Taul Bradford

Taul Bradford (1835-1883) was a lawyer and orator who served in the Alabama House of Representatives from 1870-72 and in the U. S. House of Representatives for Alabama’s Third Congressional District from 1875-77.

Bradford was born on January 20, 1835, in Talladega County to Jacob Tipton Bradford and Louisiana Taul Bradford; he had at least five siblings. He was educated at the public school in Mardisville, Talladega County, before receiving a college preparatory education from William F. Perry, later general in the Confederate Army and Superintendent of Education for the state of Alabama. Following his attendance at the University of Alabama, he read law in Talladega and was admitted to the Alabama State Bar in 1855. He married Mary J. Hardie in 1856. The couple would have 12 children, though four died in early infancy.

Bradford practiced law in his home county until the beginning of the American Civil War. A slave owner and an advocate of secession, Bradford voluntarily enlisted in the Confederate Army and was elected to the rank of major in the Tenth Alabama Infantry regiment. Harsh weather and exposure to the elements while in the field took their toll, and poor health led him to resign his commission in August 1861 to recover. He re-entered service in 1862, obtaining the rank of lieutenant colonel in the Thirtieth Alabama Infantry regiment. (Future congressman Charles Shelly Miller also served in the Thirtieth.) The regiment traveled to Kentucky, but Bradford fell ill once again and resigned his commission for a second time in October 1862.

After the war, Bradford returned to the courtroom. His law practice included partners John W. Bishop and his brother Tipton Bradford until the latter left the firm in 1882. His work included arguing cases before the Alabama Supreme Court. An unreconstructed southerner, he objected to the use of Black jurors in the circuit courts, arguing that it was unconstitutional.

Described in the press as an eloquent speaker and a conservative Democrat, Bradford was elected by voters of Talladega County to the Alabama House of Representatives. His election had a rocky beginning, with Bradford initially being arrested and charged for violating U.S. election laws in his bid to win the seat. Investigation into the election found that Bradford’s opponent, George W. Braxdall, had received a large number of illegal votes submitted by unregistered and underage voters. Although Braxdall was not found responsible for illegally influencing the election’s outcome, investigators ruled that the illegal votes from the tally be omitted, giving Bradford the winning majority. Bradford was acquitted in U.S. District Court. Following Bradford’s acquittal, the Alabama House of Representatives voted to revoke Braxdall’s claim to the post, and Bradford was allowed to take his seat.
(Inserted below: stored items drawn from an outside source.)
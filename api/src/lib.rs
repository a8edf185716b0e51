//! Agora Platform API
//!
//! REST API for community content: events, opportunities and projects,
//! the dynamic forms attached to them, and admin moderation.
//!
//! # Architecture
//!
//! ```text
//! ┌─────────────────────────────────────────────────────────────────────┐
//! │                          AGORA API (axum)                           │
//! │                                                                     │
//! │  ┌───────────────────────────────────────────────────────────────┐  │
//! │  │  Cookie / Bearer JWT  │  Multipart payloads  │  OpenAPI /docs │  │
//! │  └───────────────────────────────────────────────────────────────┘  │
//! │                                                                     │
//! │  ┌────────────┐  ┌────────────┐  ┌───────────────┐  ┌────────────┐  │
//! │  │   forms    │  │   events   │  │ opportunities │  │  projects  │  │
//! │  └─────┬──────┘  └─────┬──────┘  └───────┬───────┘  └─────┬──────┘  │
//! │        │ agora-forms   │                 │   admin moderation       │
//! │  ┌─────▼───────────────▼─────────────────▼────────────────▼──────┐  │
//! │  │            agora-common repositories (last write wins)        │  │
//! │  └───────────────────────────────────────────────────────────────┘  │
//! └─────────────────────────────────────────────────────────────────────┘
//! ```

#![warn(missing_docs)]

#[allow(missing_docs)]
pub mod config;
#[allow(missing_docs)]
pub mod error;
#[allow(missing_docs)]
pub mod middleware;
#[allow(missing_docs)]
pub mod models;
#[allow(missing_docs)]
pub mod routes;

use std::sync::Arc;

use agora_common::{InMemoryRepository, Repository};
use axum::extract::DefaultBodyLimit;
use axum::routing::get;
use axum::Router;
use tower::ServiceBuilder;
use tower_http::cors::CorsLayer;
use tower_http::trace::TraceLayer;
use utoipa::OpenApi;
use utoipa_swagger_ui::SwaggerUi;

pub use config::ServerConfig;
pub use error::{ApiError, ApiResult};
pub use models::*;

/// API state
pub struct ApiState {
    /// API version
    pub version: String,
    /// HS256 secret for session tokens
    pub jwt_secret: String,
    /// Stand-alone form definitions
    pub forms: Arc<dyn Repository<StoredForm>>,
    /// Events
    pub events: Arc<dyn Repository<Event>>,
    /// Opportunities
    pub opportunities: Arc<dyn Repository<Opportunity>>,
    /// Projects
    pub projects: Arc<dyn Repository<Project>>,
}

impl ApiState {
    /// State backed by in-memory repositories
    pub fn in_memory(jwt_secret: impl Into<String>) -> Self {
        Self {
            version: env!("CARGO_PKG_VERSION").into(),
            jwt_secret: jwt_secret.into(),
            forms: Arc::new(InMemoryRepository::new()),
            events: Arc::new(InMemoryRepository::new()),
            opportunities: Arc::new(InMemoryRepository::new()),
            projects: Arc::new(InMemoryRepository::new()),
        }
    }
}

/// OpenAPI documentation
#[derive(OpenApi)]
#[openapi(
    info(
        title = "Agora API",
        description = "Agora community platform API - events, opportunities, projects and dynamic forms",
        license(name = "Apache-2.0")
    ),
    paths(
        routes::health::health_check,
        routes::forms::create_form,
        routes::forms::get_form,
        routes::forms::submit_response,
        routes::events::list_events,
        routes::events::get_event,
        routes::events::create_event,
        routes::events::replace_event,
        routes::opportunities::list_opportunities,
        routes::opportunities::get_opportunity,
        routes::opportunities::create_opportunity,
        routes::opportunities::patch_opportunity,
        routes::projects::list_projects,
        routes::projects::create_project,
        routes::admin::approve,
        routes::admin::feature,
        routes::admin::review_contents,
    ),
    components(
        schemas(
            ErrorResponse, Moderation,
            FormView,
            EventView,
            OpportunityView,
            ProjectView, ProjectCreate,
            ApproveRequest, FeatureRequest, ReviewItem,
            routes::health::HealthResponse
        )
    ),
    tags(
        (name = "health", description = "Health check endpoints"),
        (name = "forms", description = "Form definitions and response validation"),
        (name = "events", description = "Community events"),
        (name = "opportunities", description = "Jobs, grants and calls for participation"),
        (name = "projects", description = "Community projects"),
        (name = "admin", description = "Content moderation")
    )
)]
pub struct ApiDoc;

/// Build the API router
pub fn build_router(state: ApiState, config: &ServerConfig) -> Router {
    let cors = if config.cors_permissive {
        CorsLayer::permissive()
    } else {
        CorsLayer::new()
    };

    Router::new()
        .merge(SwaggerUi::new("/docs").url("/api-docs/openapi.json", ApiDoc::openapi()))
        .route("/health", get(routes::health::health_check))
        .nest("/api", api_routes())
        .layer(
            ServiceBuilder::new()
                .layer(TraceLayer::new_for_http())
                .layer(cors)
                .layer(DefaultBodyLimit::max(config.max_body_bytes)),
        )
        .with_state(Arc::new(state))
}

fn api_routes() -> Router<Arc<ApiState>> {
    Router::new()
        .nest("/forms", routes::forms::router())
        .nest("/events", routes::events::router())
        .nest("/opportunities", routes::opportunities::router())
        .nest("/projects", routes::projects::router())
        .nest("/admin", routes::admin::router())
}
While in office, Bradford served on a committee formed to investigate the administration of and conditions at the Alabama Institute for the Deaf, Dumb, and Blind (present-day Alabama Institute for the Deaf and Blind), as well as the Freedmen’s Hospital located in Talladega, Talladega County. He was also part of the committee appointed to investigate possible fraud in the issuance of railroad bonds and state bonds. The complicated issue would embroil Gov. William Smith and his successor, Robert Burns Lindsay, and have financial implications outside of Alabama. He also served on the Committee on Revision of the Laws. From this committee, he introduced bills to define and punish corruption committed by circuit judges and sheriffs and to make willful trespasses on land a punishable crime.

In 1874, Bradford won the seat to represent Alabama’s Third Congressional District in the U.S. Congress and served from 1875-77 in the 44th Congress. He took the seat left open by Republican Charles Pelham, who did not seek reelection. The district then consisted of Barbour, Bullock, Coffee, Dale, Geneva, Henry, Lee, and Russell Counties. While in office, he sponsored legislation to establish a postal route for Clay County citizens and to repeal taxes on spirits distilled from fruits. He supported the construction of a breakwater in Mobile Bay and Mobile Harbor, and a petition of the citizens of Mobile to repeal a bank-tax law. He also championed the improvement of the Alabama River and the use of public lands to build schools in Alabama. He strongly opposed the Electoral Bill (also known as the Electoral Commission Act) that created the Electoral Commission to decide the contested 1876 presidential election between Republican Rutherford B. Hayes and Democrat Samuel J. Tilden. Bradford argued that the bill was unconstitutional and an improper delegation of power by Congress.            

Bradford did not seek reelection, and his seat was won by Democrat Jeremiah Williams. He then ran for George Spencer’s vacated U.S. Senate seat in 1878 but was unsuccessful. His name was mentioned as a nominee in subsequent elections for Senate and even Alabama governor, but he never secured a nomination again. Bradford suffered from poor health throughout his life, with issues increasing for a number of years prior to his death. In June 1883, newspapers stated he had recently experienced a hemorrhage.

Bradford died at the age of 48 from tuberculosis on October 28, 1883. He is buried in Oak Hill Cemetery in Talladega.